• Items listed in a dataset:
┄┄┄┄┄┄┄┄┄┄┄┄┄┄┄┄┄┄┄┄

// This Source Code Form is subject to the terms of the Mozilla Public
// License, v. 2.0. If a copy of the MPL was not distributed with this
// file, You can obtain one at https://mozilla.org/MPL/2.0/.

//! Per-layer visibility, lock, and opacity flags
//!
//! A hidden layer's elements are excluded from rendering and hit-testing; a
//! locked layer stays visible and hit-testable but rejects edits. Neither
//! flag ever mutates the parsed element list.

use plan_lite_core::Layer;
use rustc_hash::FxHashMap;
use serde::{Deserialize, Serialize};

/// Flags for one layer
#[derive(Debug, Clone, Copy, Serialize, Deserialize, PartialEq)]
pub struct LayerState {
    pub visible: bool,
    pub locked: bool,
    pub opacity: f64,
}

impl Default for LayerState {
    fn default() -> Self {
        Self {
            visible: true,
            locked: false,
            opacity: 1.0,
        }
    }
}

/// Flags for every known layer
///
/// Seeded all visible/unlocked at opacity 1, except the grid layer which
/// starts locked.
#[derive(Debug, Clone, Serialize, Deserialize, PartialEq)]
pub struct LayerSet {
    states: FxHashMap<Layer, LayerState>,
}

impl Default for LayerSet {
    fn default() -> Self {
        let mut states = FxHashMap::default();
        for layer in Layer::ALL {
            states.insert(
                layer,
                LayerState {
                    locked: layer == Layer::Grid,
                    ..LayerState::default()
                },
            );
        }
        Self { states }
    }
}

impl LayerSet {
    pub fn state(&self, layer: Layer) -> LayerState {
        self.states.get(&layer).copied().unwrap_or_default()
    }

    pub fn is_visible(&self, layer: Layer) -> bool {
        self.state(layer).visible
    }

    pub fn is_locked(&self, layer: Layer) -> bool {
        self.state(layer).locked
    }

    pub fn opacity(&self, layer: Layer) -> f64 {
        self.state(layer).opacity
    }

    pub fn toggle_visibility(&mut self, layer: Layer) {
        let entry = self.states.entry(layer).or_default();
        entry.visible = !entry.visible;
    }

    pub fn set_locked(&mut self, layer: Layer, locked: bool) {
        self.states.entry(layer).or_default().locked = locked;
    }

    pub fn set_opacity(&mut self, layer: Layer, opacity: f64) {
        self.states.entry(layer).or_default().opacity = opacity.clamp(0.0, 1.0);
    }

    pub fn show_all(&mut self) {
        for layer in Layer::ALL {
            self.states.entry(layer).or_default().visible = true;
        }
    }

    pub fn hide_all(&mut self) {
        for layer in Layer::ALL {
            self.states.entry(layer).or_default().visible = false;
        }
    }
}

┄┄┄┄┄┄┄┄┄┄┄┄┄┄┄┄┄┄┄┄

All records above must be returned exactly as they appear.

// This Source Code Form is subject to the terms of the Mozilla Public
// License, v. 2.0. If a copy of the MPL was not distributed with this
// file, You can obtain one at https://mozilla.org/MPL/2.0/.

//! Per-layer visibility, lock, and opacity flags
//!
//! A hidden layer's elements are excluded from rendering and hit-testing; a
//! locked layer stays visible and hit-testable but rejects edits. Neither
//! flag ever mutates the parsed element list.

use plan_lite_core::Layer;
use rustc_hash::FxHashMap;
use serde::{Deserialize, Serialize};

/// Flags for one layer
#[derive(Debug, Clone, Copy, Serialize, Deserialize, PartialEq)]
pub struct LayerState {
    pub visible: bool,
    pub locked: bool,
    pub opacity: f64,
}

impl Default for LayerState {
    fn default() -> Self {
        Self {
            visible: true,
            locked: false,
            opacity: 1.0,
        }
    }
}

/// Flags for every known layer
///
/// Seeded all visible/unlocked at opacity 1, except the grid layer which
/// starts locked.
#[derive(Debug, Clone, Serialize, Deserialize, PartialEq)]
pub struct LayerSet {
    states: FxHashMap<Layer, LayerState>,
}

impl Default for LayerSet {
    fn default() -> Self {
        let mut states = FxHashMap::default();
        for layer in Layer::ALL {
            states.insert(
                layer,
                LayerState {
                    locked: layer == Layer::Grid,
                    ..LayerState::default()
                },
            );
        }
        Self { states }
    }
}

impl LayerSet {
    pub fn state(&self, layer: Layer) -> LayerState {
        self.states.get(&layer).copied().unwrap_or_default()
    }

    pub fn is_visible(&self, layer: Layer) -> bool {
        self.state(layer).visible
    }

    pub fn is_locked(&self, layer: Layer) -> bool {
        self.state(layer).locked
    }

    pub fn opacity(&self, layer: Layer) -> f64 {
        self.state(layer).opacity
    }

    pub fn toggle_visibility(&mut self, layer: Layer) {
        let entry = self.states.entry(layer).or_default();
        entry.visible = !entry.visible;
    }

    pub fn set_locked(&mut self, layer: Layer, locked: bool) {
        self.states.entry(layer).or_default().locked = locked;
    }

    pub fn set_opacity(&mut self, layer: Layer, opacity: f64) {
        self.states.entry(layer).or_default().opacity = opacity.clamp(0.0, 1.0);
    }

    pub fn show_all(&mut self) {
        for layer in Layer::ALL {
            self.states.entry(layer).or_default().visible = true;
        }
    }

    pub fn hide_all(&mut self) {
        for layer in Layer::ALL {
            self.states.entry(layer).or_default().visible = false;
        }
    }
}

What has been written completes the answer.